Enfin, bien que dans les veines des juifs d’Europe coulât à peine une goutte du sang des sémites palestiniens et que la plupart de ces juifs descendissent de païens ou de barbares convertis[104], l’idée de race n’était pas étrangère à ces haines ; elle circulait obscurément dans le peuple et se réclamait d’une fausse science.

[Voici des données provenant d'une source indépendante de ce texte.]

//! Input file discovery and loading.
//!
//! Two layouts are read:
//!
//! - a flat directory of department files, each a JSON array of
//!   `{"dpmt_name": ...}` objects
//! - a directory with one folder per department, each holding one JSON file
//!   per merit badge
//!
//! Files are visited in path order so repeated runs see the same sequence.

use std::collections::BTreeMap;
use std::path::{Path, PathBuf};

use anyhow::{bail, Context, Result};
use serde_json::Value;
use tracing::{debug, warn};

use crate::models::MeritBadge;

/// Badges keyed by upper-cased department name.
pub type BadgesByDepartment = BTreeMap<String, Vec<MeritBadge>>;

/// Default location of the department files
pub const DEFAULT_DEPARTMENTS_DIR: &str = "./departments";

/// Default location of the per-department badge folders
pub const DEFAULT_MERIT_BADGES_DIR: &str = "./merit-badges";

/// Read every department record from `dir/*.json`, in file then array order.
pub fn load_department_records(dir: &Path) -> Result<Vec<Value>> {
    let mut records = Vec::new();
    for path in glob_sorted(dir, "*.json")? {
        match read_json(&path)? {
            Value::Array(items) => {
                debug!(file = %path.display(), count = items.len(), "Loaded department file");
                records.extend(items);
            }
            _ => bail!("{} is not a JSON array of departments", path.display()),
        }
    }
    Ok(records)
}

/// Parse every badge file under `dir/<department>/*.json` and group the
/// badges by their own department name, upper-cased.
///
/// Files that do not describe a complete badge are skipped.
pub fn load_merit_badges(dir: &Path) -> Result<BadgesByDepartment> {
    let mut grouped = BadgesByDepartment::new();

    let folders: Vec<PathBuf> = glob_sorted(dir, "*")?
        .into_iter()
        .filter(|p| p.is_dir())
        .collect();
    debug!(count = folders.len(), "Found department folders");

    for folder in folders {
        let folder_key = folder
            .file_name()
            .map(|n| n.to_string_lossy().to_uppercase())
            .unwrap_or_default();

        for path in glob_sorted(&folder, "*.json")? {
            let record = read_json(&path)?;
            let Some(badge) = MeritBadge::from_json(&record) else {
                continue;
            };

            let key = badge.department_key();
            if key != folder_key {
                warn!(
                    file = %path.display(),
                    folder = %folder_key,
                    department = %key,
                    "Badge department does not match its folder, grouping by department"
                );
            }
            grouped.entry(key).or_default().push(badge);
        }
    }

    Ok(grouped)
}

fn read_json(path: &Path) -> Result<Value> {
    let contents = std::fs::read_to_string(path)
        .with_context(|| format!("Failed to read '{}'", path.display()))?;
    serde_json::from_str(&contents)
        .with_context(|| format!("Failed to parse JSON from '{}'", path.display()))
}

/// Entries of `dir` matching `pattern`, sorted by path. Hidden entries are
/// never matched by a wildcard.
fn glob_sorted(dir: &Path, pattern: &str) -> Result<Vec<PathBuf>> {
    if !dir.is_dir() {
        bail!("Input directory '{}' not found", dir.display());
    }

    let escaped = glob::Pattern::escape(&dir.to_string_lossy());
    let full = format!("{}/{}", escaped.trim_end_matches('/'), pattern);

    let options = glob::MatchOptions {
        require_literal_leading_dot: true,
        ..Default::default()
    };
    let mut paths = glob::glob_with(&full, options)
        .with_context(|| format!("Invalid file pattern '{}'", full))?
        .collect::<Result<Vec<_>, _>>()
        .with_context(|| format!("Failed to list '{}'", dir.display()))?;
    paths.sort();
    Ok(paths)
}

#[cfg(test)]
mod tests {
    use super::*;
    use std::fs;

    fn write(path: &Path, contents: &str) {
        if let Some(parent) = path.parent() {
            fs::create_dir_all(parent).unwrap();
        }
        fs::write(path, contents).unwrap();
    }

    #[test]
    fn test_load_department_records_in_file_order() {
        let dir = tempfile::tempdir().unwrap();
        write(
            &dir.path().join("b.json"),
            r#"[{"dpmt_name": "Nature"}, {"dpmt_name": "Shooting"}]"#,
        );
        write(&dir.path().join("a.json"), r#"[{"dpmt_name": "Aquatics"}]"#);
        write(&dir.path().join("notes.txt"), "ignored");

        let records = load_department_records(dir.path()).unwrap();
        let names: Vec<_> = records.iter().map(|r| r["dpmt_name"].as_str().unwrap()).collect();
        assert_eq!(names, vec!["Aquatics", "Nature", "Shooting"]);
    }

    #[test]
    fn test_load_department_records_rejects_non_array() {
        let dir = tempfile::tempdir().unwrap();
        write(&dir.path().join("a.json"), r#"{"dpmt_name": "Aquatics"}"#);
        assert!(load_department_records(dir.path()).is_err());
    }

    #[test]
    fn test_missing_directory_is_an_error() {
        let dir = tempfile::tempdir().unwrap();
        let err = load_department_records(&dir.path().join("nope")).unwrap_err();
        assert!(err.to_string().contains("not found"));
    }

    #[test]
    fn test_load_merit_badges_groups_by_department() {
        let dir = tempfile::tempdir().unwrap();
        write(
            &dir.path().join("aquatics/swimming.json"),
            r#"{"badge_name": "Swimming", "badge_desc": "Swim", "eagle_badge": true,
                "dpmt_name": "Aquatics", "requirements": []}"#,
        );
        write(
            &dir.path().join("aquatics/kayaking.json"),
            r#"{"badge_name": "Kayaking", "badge_desc": "Paddle", "eagle_badge": false,
                "dpmt_name": "aquatics", "requirements": [{"rqmt_idnf": "1", "rqmt_desc": "Safety"}]}"#,
        );
        // Missing eagle_badge: dropped without error
        write(
            &dir.path().join("aquatics/rowing.json"),
            r#"{"badge_name": "Rowing", "badge_desc": "Row", "dpmt_name": "Aquatics", "requirements": []}"#,
        );
        write(
            &dir.path().join("nature/mammal-study.json"),
            r#"{"badge_name": "Mammal Study", "badge_desc": "Mammals", "eagle_badge": false,
                "dpmt_name": "Nature", "requirements": []}"#,
        );
        write(&dir.path().join("stray.json"), "{}");

        let grouped = load_merit_badges(dir.path()).unwrap();
        assert_eq!(grouped.keys().collect::<Vec<_>>(), vec!["AQUATICS", "NATURE"]);

        let aquatics: Vec<_> = grouped["AQUATICS"].iter().map(|b| b.name.as_str()).collect();
        assert_eq!(aquatics, vec!["Kayaking", "Swimming"]);
        assert!(grouped.values().flatten().all(|b| b.name != "Rowing"));
    }

    #[test]
    fn test_hidden_folders_and_files_are_ignored() {
        let dir = tempfile::tempdir().unwrap();
        let nature = r#"{"badge_name": "Mammal Study", "badge_desc": "Mammals", "eagle_badge": false,
            "dpmt_name": "Nature", "requirements": []}"#;
        write(&dir.path().join("nature/mammal-study.json"), nature);
        write(&dir.path().join(".trash/old.json"), nature);
        write(&dir.path().join("nature/.draft.json"), nature);
        write(&dir.path().join(".backup.json"), r#"[{"dpmt_name": "Old"}]"#);
        write(&dir.path().join("a.json"), r#"[{"dpmt_name": "Nature"}]"#);

        let grouped = load_merit_badges(dir.path()).unwrap();
        assert_eq!(grouped.len(), 1);
        assert_eq!(grouped["NATURE"].len(), 1);

        let records = load_department_records(dir.path()).unwrap();
        assert_eq!(records, vec![serde_json::json!({"dpmt_name": "Nature"})]);
    }

    #[test]
    fn test_load_merit_badges_rejects_invalid_json() {
        let dir = tempfile::tempdir().unwrap();
        write(&dir.path().join("nature/broken.json"), "{ not json");
        let err = load_merit_badges(dir.path()).unwrap_err();
        assert!(format!("{:#}", err).contains("Failed to parse JSON"));
    }
}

Elle avait été adoptée notamment par un Jules Soury, haut mandarin de lettres, physiologiste, critique, historien, professeur dans une grande école de l’État et lauréat des académies, le même homme qui avait englobé autrefois dans une grossière accusation d’hystérie le Christ, « dégénéré épileptique », et Jeanne d’Arc, « garçon enjuponné ». Bien qu’il eût rétracté récemment ces pages, il était resté matérialiste et athée, et s’en vantait ; mais, en même temps, il était devenu antisémite, par quelque rancune de cuistre, disait-on, et s’acharnait, à grands renforts d’arguments ethniques, à attiser l’incendie. Il accordait à peine aux juifs la dignité d’hommes : « Ce n’est qu’en France, disait-il, qu’on entend répéter qu’un homme, un individu quelconque, en vaut un autre ; aucun éleveur, aucun berger, voire aucun chien de berger ne raisonnerait ainsi. » Dès lors, tout pays qui accorde le droit de citoyen aux individus de cette race inférieure commet une folie. « Ah ! que le saint roi Louis IX avait raison quand il recommandait de ne pas discuter avec eux, mais de leur donner de l’épée dans le ventre, tant qu’elle y peut entrer ! » Et, sans doute, « les temps sont passés où ce genre d’arguments pouvait être employé ; nous savons tous, en effet, quels glapissements aigus, de peur qu’on les égorge, ont accoutumé de pousser les juifs », dès qu’on les menace. Mais, du moins, on peut « les renvoyer en leur terre de Chanaan », les convertis comme les autres, car « on ne cesse jamais d’être juif »[105].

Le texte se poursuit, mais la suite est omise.